O corpo etiqueta equivocadamente muitas partículas de AAV como proteínas da sucata e envia-as nos baldes do lixo celulares chamados os proteasomes, onde são destruídas, Srivastava disse. E um ácido aminado particular, tirosina, é responsabilizar.

A tirosina tem como parte de sua composição um o grupo de moléculas chamadas um grupo de hidróxilo, que atraia fosfatos na pilha. Quando um fosfato liga ao grupo de hidróxilo, envia um sinal ao proteasome - o equivalente celular de remover o lixo ao freio.

Assim Srivastava e sua faculdade do F de colegas da medicina decidiram testar o que aconteceria se tomou o fosfato fora da equação.

Para fazer aquele, os pesquisadores substituíram a tirosina com um outro ácido aminado, phenylalanine. Os dois ácidos aminados são idênticos à exceção de uma coisa - o phenylalanine falta a peça que atrai o fosfato.

“Nós não mudamos qualquer coisa exceto o ácido aminado que não permite que a fosforilação ocorra,” ele dissemos. “Era muito simples. Você pode comprar um jogo de uma empresa e pode transformar todo o ácido aminado que você quiser.”
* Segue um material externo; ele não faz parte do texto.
// src/models/crm.rs

use chrono::{DateTime, Utc};
use serde::{Deserialize, Serialize};
use sqlx::FromRow;
use utoipa::ToSchema;
use uuid::Uuid;

#[derive(Debug, Clone, Serialize, Deserialize, FromRow, ToSchema)]
#[serde(rename_all = "camelCase")]
pub struct Address {
    pub id: Uuid,
    pub postal_code: String,
    pub number: String,
    pub complement: Option<String>,
}

// Cliente do balcão: criado sob demanda durante a venda.
// O CPF é guardado normalizado (apenas dígitos) e é único.
#[derive(Debug, Clone, Serialize, Deserialize, FromRow, ToSchema)]
#[serde(rename_all = "camelCase")]
pub struct Customer {
    pub id: Uuid,
    pub name: String,
    pub cpf: String,
    pub phone: Option<String>,
    pub address_id: Uuid,
    pub created_at: DateTime<Utc>,
}

#[derive(Debug, Clone, Serialize, Deserialize, FromRow, ToSchema)]
#[serde(rename_all = "camelCase")]
pub struct Supplier {
    pub id: Uuid,
    pub name: String,
    pub email: Option<String>,
    pub cnpj: String,
    pub phone: Option<String>,
    pub address_id: Uuid,
}
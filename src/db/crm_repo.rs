// src/db/crm_repo.rs

use sqlx::{Executor, PgPool, Postgres};
use uuid::Uuid;

use crate::{
    common::error::AppError,
    models::crm::{Address, Customer, Supplier},
};

#[derive(Clone)]
pub struct CrmRepository {
    pool: PgPool,
}

impl CrmRepository {
    pub fn new(pool: PgPool) -> Self {
        Self { pool }
    }

    // ---
    // Leitura
    // ---

    /// Busca por CPF já normalizado (apenas dígitos).
    pub async fn find_customer_by_cpf(&self, cpf: &str) -> Result<Option<Customer>, AppError> {
        let customer = sqlx::query_as::<_, Customer>("SELECT * FROM customers WHERE cpf = $1")
            .bind(cpf)
            .fetch_optional(&self.pool)
            .await?;
        Ok(customer)
    }

    pub async fn get_customer(&self, id: Uuid) -> Result<Option<Customer>, AppError> {
        let customer = sqlx::query_as::<_, Customer>("SELECT * FROM customers WHERE id = $1")
            .bind(id)
            .fetch_optional(&self.pool)
            .await?;
        Ok(customer)
    }

    pub async fn get_supplier(&self, id: Uuid) -> Result<Option<Supplier>, AppError> {
        let supplier = sqlx::query_as::<_, Supplier>("SELECT * FROM suppliers WHERE id = $1")
            .bind(id)
            .fetch_optional(&self.pool)
            .await?;
        Ok(supplier)
    }

    pub async fn list_suppliers(&self) -> Result<Vec<Supplier>, AppError> {
        let suppliers = sqlx::query_as::<_, Supplier>("SELECT * FROM suppliers ORDER BY name ASC")
            .fetch_all(&self.pool)
            .await?;
        Ok(suppliers)
    }

    // ---
    // Escrita (transacional)
    // ---

    pub async fn find_customer_by_id<'e, E>(
        &self,
        executor: E,
        id: Uuid,
    ) -> Result<Option<Customer>, AppError>
    where
        E: Executor<'e, Database = Postgres>,
    {
        let customer = sqlx::query_as::<_, Customer>("SELECT * FROM customers WHERE id = $1")
            .bind(id)
            .fetch_optional(executor)
            .await?;
        Ok(customer)
    }

    pub async fn find_supplier<'e, E>(
        &self,
        executor: E,
        id: Uuid,
    ) -> Result<Option<Supplier>, AppError>
    where
        E: Executor<'e, Database = Postgres>,
    {
        let supplier = sqlx::query_as::<_, Supplier>("SELECT * FROM suppliers WHERE id = $1")
            .bind(id)
            .fetch_optional(executor)
            .await?;
        Ok(supplier)
    }

    pub async fn insert_address<'e, E>(
        &self,
        executor: E,
        postal_code: &str,
        number: &str,
        complement: Option<&str>,
    ) -> Result<Address, AppError>
    where
        E: Executor<'e, Database = Postgres>,
    {
        let address = sqlx::query_as::<_, Address>(
            r#"
            INSERT INTO addresses (postal_code, number, complement)
            VALUES ($1, $2, $3)
            RETURNING *
            "#,
        )
        .bind(postal_code)
        .bind(number)
        .bind(complement)
        .fetch_one(executor)
        .await?;
        Ok(address)
    }

    pub async fn insert_customer<'e, E>(
        &self,
        executor: E,
        name: &str,
        cpf: &str,
        phone: Option<&str>,
        address_id: Uuid,
    ) -> Result<Customer, AppError>
    where
        E: Executor<'e, Database = Postgres>,
    {
        sqlx::query_as::<_, Customer>(
            r#"
            INSERT INTO customers (name, cpf, phone, address_id)
            VALUES ($1, $2, $3, $4)
            RETURNING *
            "#,
        )
        .bind(name)
        .bind(cpf)
        .bind(phone)
        .bind(address_id)
        .fetch_one(executor)
        .await
        .map_err(|e| {
            if let Some(db_err) = e.as_database_error() {
                if db_err.is_unique_violation() {
                    return AppError::CpfAlreadyExists;
                }
            }
            e.into()
        })
    }

    pub async fn insert_supplier<'e, E>(
        &self,
        executor: E,
        name: &str,
        email: Option<&str>,
        cnpj: &str,
        phone: Option<&str>,
        address_id: Uuid,
    ) -> Result<Supplier, AppError>
    where
        E: Executor<'e, Database = Postgres>,
    {
        sqlx::query_as::<_, Supplier>(
            r#"
            INSERT INTO suppliers (name, email, cnpj, phone, address_id)
            VALUES ($1, $2, $3, $4, $5)
            RETURNING *
            "#,
        )
        .bind(name)
        .bind(email)
        .bind(cnpj)
        .bind(phone)
        .bind(address_id)
        .fetch_one(executor)
        .await
        .map_err(|e| {
            if let Some(db_err) = e.as_database_error() {
                if db_err.is_unique_violation() {
                    return AppError::CnpjAlreadyExists;
                }
            }
            e.into()
        })
    }
}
A tirosina é encontrada em sete pontos na superfície de AAV, Srivastava disse. Os cientistas criaram sete vectores novos, substituindo uma tirosina diferente em cada um e introduzindo neles o gene que provoca a produção dos pacientes decoagulação do factor IX. da proteína com hemofilia B, um formulário comum da doença, não produz naturalmente esta proteína.

Em amostras de tecido e nos ratos, todos os vectores novos trabalharam melhor do que uma versão de uso geral de AAV. Uma das versões trabalhou em particular 11 vezes melhor em amostras de tecido após 48 horas. Nos ratos, os resultados eram staggering. Duas semanas depois que os ratos foram injectados com o gene correctivo, um dos combos novos do AAV-gene trabalhava 29 vezes melhor do que o vector padrão estava em incorporar o gene novo em pilhas, no abaixa 10 vezes a dose.
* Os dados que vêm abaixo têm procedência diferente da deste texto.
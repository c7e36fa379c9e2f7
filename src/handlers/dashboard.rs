// src/handlers/dashboard.rs

use axum::{
    extract::{Query, State},
    http::StatusCode,
    response::IntoResponse,
    Json,
};
use chrono::{Datelike, Utc};
use serde::Deserialize;
use utoipa::IntoParams;

use crate::{
    common::error::AppError,
    config::AppState,
    middleware::{
        auth::AuthenticatedUser,
        rbac::{GerenteOnly, RequireRole},
    },
};

#[derive(Debug, Deserialize, IntoParams)]
pub struct YearQuery {
    /// Ano do relatório; omitido, usa o ano corrente
    pub year: Option<i32>,
}

#[utoipa::path(
    get,
    path = "/api/dashboard/summary",
    responses(
        (status = 200, description = "Indicadores do painel gerencial", body = crate::models::dashboard::DashboardSummary),
        (status = 403, description = "Apenas GERENTE")
    ),
    tag = "Painel",
    security(("api_jwt" = []))
)]
pub async fn summary(
    State(app_state): State<AppState>,
    _user: AuthenticatedUser,
    _guard: RequireRole<GerenteOnly>,
) -> Result<impl IntoResponse, AppError> {
    let summary = app_state
        .dashboard_service
        .summary(&app_state.db_pool)
        .await?;
    Ok((StatusCode::OK, Json(summary)))
}

#[utoipa::path(
    get,
    path = "/api/reports/sales/monthly",
    params(YearQuery),
    responses(
        (status = 200, description = "Totais de venda por mês (12 posições)", body = crate::models::dashboard::MonthlySalesReport),
        (status = 403, description = "Apenas GERENTE")
    ),
    tag = "Painel",
    security(("api_jwt" = []))
)]
pub async fn monthly_sales(
    State(app_state): State<AppState>,
    _user: AuthenticatedUser,
    _guard: RequireRole<GerenteOnly>,
    Query(query): Query<YearQuery>,
) -> Result<impl IntoResponse, AppError> {
    let year = query.year.unwrap_or_else(|| Utc::now().year());
    let report = app_state.dashboard_service.monthly_sales(year).await?;
    Ok((StatusCode::OK, Json(report)))
}

#[utoipa::path(
    get,
    path = "/api/reports/stock",
    responses(
        (status = 200, description = "Saldo atual por produto", body = [crate::models::dashboard::StockReportEntry]),
        (status = 403, description = "Apenas GERENTE")
    ),
    tag = "Painel",
    security(("api_jwt" = []))
)]
pub async fn stock_report(
    State(app_state): State<AppState>,
    _user: AuthenticatedUser,
    _guard: RequireRole<GerenteOnly>,
) -> Result<impl IntoResponse, AppError> {
    let report = app_state.dashboard_service.stock_report().await?;
    Ok((StatusCode::OK, Json(report)))
}
// src/docs.rs

use utoipa::openapi::security::{Http, HttpAuthScheme, SecurityScheme};
use utoipa::OpenApi;

use crate::handlers;
use crate::models;

#[derive(OpenApi)]
#[openapi(
    paths(
        // --- Auth ---
        handlers::auth::register,
        handlers::auth::login,
        handlers::auth::get_me,

        // --- Estoque ---
        handlers::inventory::list_products,
        handlers::inventory::create_product,
        handlers::inventory::update_product,
        handlers::inventory::set_promotion,
        handlers::inventory::set_stock,
        handlers::inventory::low_stock,
        handlers::inventory::movement_history,
        handlers::inventory::create_category,
        handlers::inventory::list_categories,

        // --- Vendas ---
        handlers::sales::create_sale,
        handlers::sales::list_sales,
        handlers::sales::sale_detail,
        handlers::sales::create_payment_method,
        handlers::sales::list_payment_methods,

        // --- Pedidos ---
        handlers::orders::create_order,
        handlers::orders::list_orders,
        handlers::orders::order_detail,
        handlers::orders::receive_order,
        handlers::orders::list_messages,

        // --- Clientes e Fornecedores ---
        handlers::crm::create_customer,
        handlers::crm::customer_by_cpf,
        handlers::crm::create_supplier,
        handlers::crm::list_suppliers,

        // --- Painel ---
        handlers::dashboard::summary,
        handlers::dashboard::monthly_sales,
        handlers::dashboard::stock_report,
    ),
    components(
        schemas(
            // --- Auth ---
            models::auth::Role,
            models::auth::User,
            models::auth::RegisterUserPayload,
            models::auth::LoginUserPayload,
            models::auth::AuthResponse,

            // --- Estoque ---
            models::inventory::Category,
            models::inventory::Product,
            models::inventory::ProductWithStock,
            models::inventory::StockLevel,
            models::inventory::MovementType,
            models::inventory::StockMovement,
            models::inventory::StockMovementEntry,
            handlers::inventory::CreateProductPayload,
            handlers::inventory::UpdateProductPayload,
            handlers::inventory::SetPromotionPayload,
            handlers::inventory::SetStockPayload,
            handlers::inventory::CreateCategoryPayload,

            // --- Vendas ---
            models::sales::PaymentMethod,
            models::sales::Sale,
            models::sales::SaleItem,
            models::sales::SaleSummary,
            models::sales::SaleItemDetail,
            models::sales::SaleDetail,
            handlers::sales::SaleLinePayload,
            handlers::sales::CreateSalePayload,
            handlers::sales::CreatePaymentMethodPayload,

            // --- Pedidos ---
            models::orders::OrderStatus,
            models::orders::SupplierOrder,
            models::orders::SupplierOrderItem,
            models::orders::OrderSummary,
            models::orders::OrderItemDetail,
            models::orders::OrderDetail,
            models::orders::Message,
            handlers::orders::OrderLinePayload,
            handlers::orders::CreateOrderPayload,
            handlers::orders::ReceiveOrderPayload,

            // --- Clientes e Fornecedores ---
            models::crm::Address,
            models::crm::Customer,
            models::crm::Supplier,
            handlers::crm::CreateCustomerPayload,
            handlers::crm::CreateSupplierPayload,

            // --- Painel ---
            models::dashboard::IdleProduct,
            models::dashboard::DashboardSummary,
            models::dashboard::MonthlySalesReport,
            models::dashboard::StockReportEntry,
        )
    ),
    tags(
        (name = "Auth", description = "Autenticação e Registro"),
        (name = "Estoque", description = "Produtos, saldo e livro-razão de movimentações"),
        (name = "Vendas", description = "Registro e consulta de vendas"),
        (name = "Pedidos", description = "Pedidos de reposição a fornecedores"),
        (name = "Clientes", description = "Cadastro e busca de clientes"),
        (name = "Fornecedores", description = "Cadastro de fornecedores"),
        (name = "Painel", description = "Indicadores e relatórios gerenciais")
    ),
    modifiers(&SecurityAddon)
)]
pub struct ApiDoc;

struct SecurityAddon;

impl utoipa::Modify for SecurityAddon {
    fn modify(&self, openapi: &mut utoipa::openapi::OpenApi) {
        let components = openapi.components.get_or_insert_with(Default::default);
        components.add_security_scheme(
            "api_jwt",
            SecurityScheme::Http(Http::new(HttpAuthScheme::Bearer)),
        );
    }
}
“Nós fomos surpreendidos muito,” Srivastava disse. “É surpreendente pensar que isso mudar um ácido aminado poderia produzir estes resultados.

“Agora o vírus evita realmente completamente ser phosphorylated, assim que não se torna degradado e entra no núcleo, e nós obtemos níveis terapêuticos de proteínas. Nós podemos gerar níveis terapêuticos do factor IX.”
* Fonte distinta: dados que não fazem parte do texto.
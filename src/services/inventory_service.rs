// src/services/inventory_service.rs

use rust_decimal::Decimal;
use sqlx::{Acquire, Executor, Postgres};
use uuid::Uuid;

use crate::{
    common::error::AppError,
    db::{ProductRepository, StockRepository},
    models::{
        auth::User,
        inventory::{Category, MovementType, Product, ProductWithStock, StockMovementEntry},
    },
};

#[derive(Clone)]
pub struct InventoryService {
    product_repo: ProductRepository,
    stock_repo: StockRepository,
}

impl InventoryService {
    pub fn new(product_repo: ProductRepository, stock_repo: StockRepository) -> Self {
        Self {
            product_repo,
            stock_repo,
        }
    }

    // ---
    // Livro-razão de estoque
    // ---

    /// Aplica um delta assinado ao saldo de um produto e grava a movimentação
    /// correspondente, na mesma transação.
    ///
    /// A linha de saldo é lida com FOR UPDATE: duas vendas concorrentes do
    /// mesmo produto serializam aqui, e a segunda enxerga o saldo já
    /// debitado pela primeira. Saldo negativo é rejeitado antes da escrita.
    ///
    /// Quando o chamador já está dentro de uma transação, o `begin` abre um
    /// savepoint: o rollback externo desfaz saldo e movimentação juntos.
    pub async fn adjust_stock<'e, E>(
        &self,
        executor: E,
        product_id: Uuid,
        delta: i32,
        movement_type: MovementType,
        acting_user: &User,
        note: &str,
    ) -> Result<i32, AppError>
    where
        E: Executor<'e, Database = Postgres> + Acquire<'e, Database = Postgres>,
    {
        let mut tx = executor.begin().await?;

        let level = self
            .stock_repo
            .get_for_update(&mut *tx, product_id)
            .await?
            .ok_or(AppError::ProductNotFound)?;

        let new_quantity = level.quantity + delta;
        if new_quantity < 0 {
            let product = self
                .product_repo
                .find_by_id(&mut *tx, product_id)
                .await?
                .ok_or(AppError::ProductNotFound)?;
            return Err(AppError::InsufficientStock {
                product: product.name,
                available: level.quantity,
            });
        }

        self.stock_repo
            .set_quantity(&mut *tx, product_id, new_quantity)
            .await?;
        self.stock_repo
            .insert_movement(
                &mut *tx,
                product_id,
                Some(acting_user.id),
                movement_type,
                delta,
                Some(note),
            )
            .await?;

        tx.commit().await?;
        tracing::debug!(%product_id, delta, new_quantity, "Estoque ajustado");
        Ok(new_quantity)
    }

    /// Ajuste manual: leva o saldo para um valor absoluto e registra o delta
    /// como AJUSTE_MANUAL. Usado na conferência física de estoque.
    pub async fn set_stock<'e, E>(
        &self,
        executor: E,
        product_id: Uuid,
        new_quantity: i32,
        acting_user: &User,
    ) -> Result<i32, AppError>
    where
        E: Executor<'e, Database = Postgres> + Acquire<'e, Database = Postgres>,
    {
        if new_quantity < 0 {
            return Err(AppError::NegativeQuantity);
        }

        let mut tx = executor.begin().await?;

        let level = self
            .stock_repo
            .get_for_update(&mut *tx, product_id)
            .await?
            .ok_or(AppError::ProductNotFound)?;

        let delta = new_quantity - level.quantity;
        if delta != 0 {
            self.stock_repo
                .set_quantity(&mut *tx, product_id, new_quantity)
                .await?;
            self.stock_repo
                .insert_movement(
                    &mut *tx,
                    product_id,
                    Some(acting_user.id),
                    MovementType::AjusteManual,
                    delta,
                    Some(&format!("Alterado por {}", acting_user.login)),
                )
                .await?;
        }

        tx.commit().await?;
        Ok(new_quantity)
    }

    // ---
    // Catálogo de produtos
    // ---

    /// Cria o produto junto com sua linha de saldo (sempre em par). Estoque
    /// inicial positivo entra no livro-razão como ENTRADA, para que o saldo
    /// seja a soma dos deltas desde o primeiro dia.
    pub async fn create_product<'e, E>(
        &self,
        executor: E,
        name: &str,
        description: Option<&str>,
        price: Decimal,
        promotional_price: Option<Decimal>,
        category_id: Uuid,
        supplier_id: Option<Uuid>,
        initial_quantity: i32,
        min_quantity: i32,
        acting_user: &User,
    ) -> Result<ProductWithStock, AppError>
    where
        E: Executor<'e, Database = Postgres> + Acquire<'e, Database = Postgres>,
    {
        if price.is_sign_negative() || promotional_price.is_some_and(|p| p.is_sign_negative()) {
            return Err(AppError::NegativePrice);
        }
        if initial_quantity < 0 || min_quantity < 0 {
            return Err(AppError::NegativeQuantity);
        }

        let mut tx = executor.begin().await?;

        self.product_repo
            .find_category(&mut *tx, category_id)
            .await?
            .ok_or(AppError::CategoryNotFound)?;

        let product = self
            .product_repo
            .insert(
                &mut *tx,
                name,
                description,
                price,
                promotional_price,
                category_id,
                supplier_id,
            )
            .await?;

        let level = self
            .stock_repo
            .create_level(&mut *tx, product.id, initial_quantity, min_quantity)
            .await?;

        if initial_quantity > 0 {
            self.stock_repo
                .insert_movement(
                    &mut *tx,
                    product.id,
                    Some(acting_user.id),
                    MovementType::Entrada,
                    initial_quantity,
                    Some("Cadastro do produto"),
                )
                .await?;
        }

        tx.commit().await?;

        Ok(ProductWithStock {
            id: product.id,
            name: product.name,
            description: product.description,
            price: product.price,
            promotional_price: product.promotional_price,
            category_id: product.category_id,
            supplier_id: product.supplier_id,
            quantity: level.quantity,
            min_quantity: level.min_quantity,
        })
    }

    pub async fn update_product<'e, E>(
        &self,
        executor: E,
        id: Uuid,
        name: &str,
        description: Option<&str>,
        price: Decimal,
    ) -> Result<Product, AppError>
    where
        E: Executor<'e, Database = Postgres>,
    {
        if price.is_sign_negative() {
            return Err(AppError::NegativePrice);
        }
        self.product_repo
            .update(executor, id, name, description, price)
            .await
    }

    /// Define ou remove (None) o preço promocional de um produto.
    pub async fn set_promotion<'e, E>(
        &self,
        executor: E,
        id: Uuid,
        promotional_price: Option<Decimal>,
    ) -> Result<Product, AppError>
    where
        E: Executor<'e, Database = Postgres>,
    {
        if promotional_price.is_some_and(|p| p <= Decimal::ZERO) {
            return Err(AppError::NegativePrice);
        }
        self.product_repo
            .set_promotional_price(executor, id, promotional_price)
            .await
    }

    pub async fn create_category<'e, E>(&self, executor: E, name: &str) -> Result<Category, AppError>
    where
        E: Executor<'e, Database = Postgres>,
    {
        self.product_repo.create_category(executor, name).await
    }

    // ---
    // Leitura
    // ---

    pub async fn list_products(
        &self,
        search: Option<&str>,
    ) -> Result<Vec<ProductWithStock>, AppError> {
        self.product_repo.list_with_stock(search).await
    }

    pub async fn list_low_stock(&self) -> Result<Vec<ProductWithStock>, AppError> {
        self.product_repo.list_low_stock().await
    }

    pub async fn list_movements(&self) -> Result<Vec<StockMovementEntry>, AppError> {
        self.stock_repo.list_movements().await
    }

    pub async fn list_categories(&self) -> Result<Vec<Category>, AppError> {
        self.product_repo.list_categories().await
    }
}
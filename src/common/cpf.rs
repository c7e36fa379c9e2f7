// src/common/cpf.rs

/// Remove tudo que não for dígito (pontos, traços, espaços).
pub fn normalize(cpf: &str) -> String {
    cpf.chars().filter(|c| c.is_ascii_digit()).collect()
}

/// Valida o dígito verificador de um CPF brasileiro.
///
/// Espera o CPF já normalizado (11 dígitos). Sequências com todos os
/// dígitos iguais são inválidas mesmo com verificador "correto".
pub fn is_valid(cpf: &str) -> bool {
    let digits: Vec<u32> = cpf.chars().filter_map(|c| c.to_digit(10)).collect();
    if digits.len() != 11 || cpf.len() != 11 {
        return false;
    }
    if digits.iter().all(|&d| d == digits[0]) {
        return false;
    }

    let check = |len: usize| -> u32 {
        let weight_start = (len + 1) as u32;
        let soma: u32 = digits[..len]
            .iter()
            .enumerate()
            .map(|(i, &d)| d * (weight_start - i as u32))
            .sum();
        let resto = (soma * 10) % 11;
        if resto == 10 { 0 } else { resto }
    };

    check(9) == digits[9] && check(10) == digits[10]
}

#[cfg(test)]
mod tests {
    use super::*;

    #[test]
    fn aceita_cpf_valido() {
        assert!(is_valid("52998224725"));
        assert!(is_valid("11144477735"));
    }

    #[test]
    fn normaliza_mascara() {
        assert_eq!(normalize("529.982.247-25"), "52998224725");
        assert!(is_valid(&normalize("529.982.247-25")));
    }

    #[test]
    fn rejeita_digito_verificador_errado() {
        assert!(!is_valid("52998224724"));
        assert!(!is_valid("11144477734"));
    }

    #[test]
    fn rejeita_sequencias_repetidas() {
        assert!(!is_valid("11111111111"));
        assert!(!is_valid("00000000000"));
    }

    #[test]
    fn rejeita_tamanho_errado() {
        assert!(!is_valid(""));
        assert!(!is_valid("5299822472"));
        assert!(!is_valid("529982247255"));
    }
}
Os pesquisadores estão criando os vectores novos adicionais baseados neste conceito, com o objectivo de criar o que Srivastava chama “um vector perfeito” que falte todas as sete tirosinas deatracção. Igualmente teaming com a universidade de pesquisadores de North Carolina para testar os vectores nos cães com hemofilia. Se estes estudos são bem sucedidos, o vector poderia ser usado em experimentações humanas da terapia genética.

Além do que ser mais eficiente, a versão nova de AAV poderia igualmente provar ser mais econômica, Srivastava disse. As experimentações actuais da terapia genética são caras porque os cientistas devem administrar tanto do vector que contem o gene terapêutico para ver resultados. Usando o vector novo, os cientistas poderiam potencial escalar de volta à utilização tão pouco quanto 100 bilhão partículas em vez 10 do trilhão, Srivastava disse.

“Eu penso que esta é uma etapa muito prometedora para a frente,” disse John Engelhardt, Ph.D., o director da universidade do centro de Iowa para a terapia genética, que não foi envolvida com o estudo mas igualmente planeia-o usar o vector F-revelado na próximo pesquisa. “De um ponto de vista biológico básico, este esclarece nossa compreensão de como o vírus actua na pilha. O mais que nós compreendemos, melhor nós estamos indo estar em vírus da engenharia para o uso nos seres humanos.”